## Aim of the task
From the line that contains "let (current, previous)" to the final line of the entries below, write out every line exactly as it appears, and nothing else.

(Records contained in a dataset)
//! Constellation graph state
//!
//! Stars are append-only. Connections walk from the current star to its
//! nearest neighbor, excluding the star the walk just came from, so a
//! traversal never immediately backtracks.

use glam::Vec2;
use rand::{Rng, SeedableRng};
use rand_pcg::Pcg32;
use serde::Serialize;

use crate::consts::{STAR_SIDES_MAX, STAR_SIDES_MIN};
use crate::distance;

/// A placed star: click position plus the polygon shape chosen for it
#[derive(Debug, Clone, Copy, Serialize)]
pub struct Star {
    pub pos: Vec2,
    /// Polygon side count, drawn once at placement so repaints are stable
    pub sides: u32,
}

/// A connection between two stars (indices into the star list)
#[derive(Debug, Clone, Copy, PartialEq, Eq, Serialize)]
pub struct Connection {
    pub from: usize,
    pub to: usize,
}

/// Complete constellation state
#[derive(Debug, Clone, Serialize)]
pub struct ConstellationState {
    /// Placed stars, in click order
    pub stars: Vec<Star>,
    /// Connections drawn so far
    pub connections: Vec<Connection>,
    /// Star the next connection starts from (the last placed or reached star)
    pub current: Option<usize>,
    /// Star the last connection came from; excluded from the neighbor search
    pub previous: Option<usize>,
    #[serde(skip)]
    rng: Pcg32,
}

impl ConstellationState {
    /// Create an empty constellation with the given RNG seed
    pub fn new(seed: u64) -> Self {
        Self {
            stars: Vec::new(),
            connections: Vec::new(),
            current: None,
            previous: None,
            rng: Pcg32::seed_from_u64(seed),
        }
    }

    /// Place a star at a click point and make it the current star.
    ///
    /// Placing a star resets the traversal history, so the next connection
    /// may go anywhere except the new star itself.
    pub fn place_star(&mut self, pos: Vec2) -> Star {
        let star = Star {
            pos,
            sides: self.rng.random_range(STAR_SIDES_MIN..=STAR_SIDES_MAX),
        };
        self.stars.push(star);
        self.current = Some(self.stars.len() - 1);
        self.previous = None;
        star
    }

    /// Connect the current star to its nearest eligible neighbor.
    ///
    /// Eligible means: not the current star, not the star the previous
    /// connection came from. Ties break toward the earliest-placed star
    /// (strict `<` comparison). Returns `None` without changing state when
    /// there is no current star or no eligible neighbor; with exactly two
    /// stars this makes the second hop a no-op.
    pub fn connect_nearest(&mut self) -> Option<Connection> {
        let current = self.current?;

        let mut nearest: Option<usize> = None;
        let mut min_dist = f32::INFINITY;
        for (i, star) in self.stars.iter().enumerate() {
            if i == current || Some(i) == self.previous {
                continue;
            }
            let dist = distance(self.stars[current].pos, star.pos);
            if dist < min_dist {
                min_dist = dist;
                nearest = Some(i);
            }
        }

        let nearest = nearest?;
        let connection = Connection {
            from: current,
            to: nearest,
        };
        self.connections.push(connection);
        self.previous = Some(current);
        self.current = Some(nearest);
        Some(connection)
    }
}

#[cfg(test)]
mod tests {
    use super::*;

    fn state() -> ConstellationState {
        ConstellationState::new(7)
    }

    #[test]
    fn test_star_list_matches_click_order() {
        let mut s = state();
        let clicks = [
            Vec2::new(10.0, 10.0),
            Vec2::new(200.0, 50.0),
            Vec2::new(35.0, 300.0),
        ];
        for &pos in &clicks {
            s.place_star(pos);
        }
        assert_eq!(s.stars.len(), clicks.len());
        for (star, &pos) in s.stars.iter().zip(&clicks) {
            assert_eq!(star.pos, pos);
        }
    }

    #[test]
    fn test_placed_star_sides_in_range() {
        let mut s = state();
        for i in 0..50 {
            let star = s.place_star(Vec2::new(i as f32, 0.0));
            assert!((3..=9).contains(&star.sides), "sides = {}", star.sides);
        }
    }

    #[test]
    fn test_placing_resets_traversal() {
        let mut s = state();
        s.place_star(Vec2::new(0.0, 0.0));
        s.place_star(Vec2::new(10.0, 0.0));
        s.place_star(Vec2::new(20.0, 0.0));
        s.connect_nearest().unwrap();
        assert!(s.previous.is_some());

        s.place_star(Vec2::new(30.0, 0.0));
        assert_eq!(s.current, Some(3));
        assert_eq!(s.previous, None);
    }

    #[test]
    fn test_connect_with_no_stars_is_noop() {
        let mut s = state();
        assert_eq!(s.connect_nearest(), None);
        assert!(s.connections.is_empty());
    }

    #[test]
    fn test_connect_picks_nearest() {
        let mut s = state();
        s.place_star(Vec2::new(100.0, 0.0));
        s.place_star(Vec2::new(500.0, 0.0));
        s.place_star(Vec2::new(0.0, 0.0)); // current

        let conn = s.connect_nearest().unwrap();
        assert_eq!(conn, Connection { from: 2, to: 0 });
        assert_eq!(s.current, Some(0));
        assert_eq!(s.previous, Some(2));
    }

    #[test]
    fn test_connect_never_selects_current_or_previous() {
        let mut s = state();
        for i in 0..5 {
            s.place_star(Vec2::new(i as f32 * 50.0, 0.0));
        }
        for _ in 0..10 {
            let (current, previous) = (s.current, s.previous);
            if let Some(conn) = s.connect_nearest() {
                assert_ne!(Some(conn.to), current);
                assert_ne!(Some(conn.to), previous);
            }
        }
    }

    #[test]
    fn test_two_stars_second_hop_is_noop() {
        let mut s = state();
        s.place_star(Vec2::new(0.0, 0.0));
        s.place_star(Vec2::new(50.0, 0.0));

        // First hop connects back to star 0.
        let conn = s.connect_nearest().unwrap();
        assert_eq!(conn, Connection { from: 1, to: 0 });

        // Both stars are now excluded (current = 0, previous = 1).
        assert_eq!(s.connect_nearest(), None);
        assert_eq!(s.connections.len(), 1);
        assert_eq!(s.current, Some(0));
        assert_eq!(s.previous, Some(1));
    }

    #[test]
    fn test_tie_breaks_toward_insertion_order() {
        let mut s = state();
        s.place_star(Vec2::new(-50.0, 0.0));
        s.place_star(Vec2::new(50.0, 0.0));
        s.place_star(Vec2::new(0.0, 0.0)); // current, equidistant from 0 and 1

        let conn = s.connect_nearest().unwrap();
        assert_eq!(conn.to, 0);
    }
}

## Response to this task
            let (current, previous) = (s.current, s.previous);
            if let Some(conn) = s.connect_nearest() {
                assert_ne!(Some(conn.to), current);
                assert_ne!(Some(conn.to), previous);
            }
        }
    }

    #[test]
    fn test_two_stars_second_hop_is_noop() {
        let mut s = state();
        s.place_star(Vec2::new(0.0, 0.0));
        s.place_star(Vec2::new(50.0, 0.0));

        // First hop connects back to star 0.
        let conn = s.connect_nearest().unwrap();
        assert_eq!(conn, Connection { from: 1, to: 0 });

        // Both stars are now excluded (current = 0, previous = 1).
        assert_eq!(s.connect_nearest(), None);
        assert_eq!(s.connections.len(), 1);
        assert_eq!(s.current, Some(0));
        assert_eq!(s.previous, Some(1));
    }

    #[test]
    fn test_tie_breaks_toward_insertion_order() {
        let mut s = state();
        s.place_star(Vec2::new(-50.0, 0.0));
        s.place_star(Vec2::new(50.0, 0.0));
        s.place_star(Vec2::new(0.0, 0.0)); // current, equidistant from 0 and 1

        let conn = s.connect_nearest().unwrap();
        assert_eq!(conn.to, 0);
    }
}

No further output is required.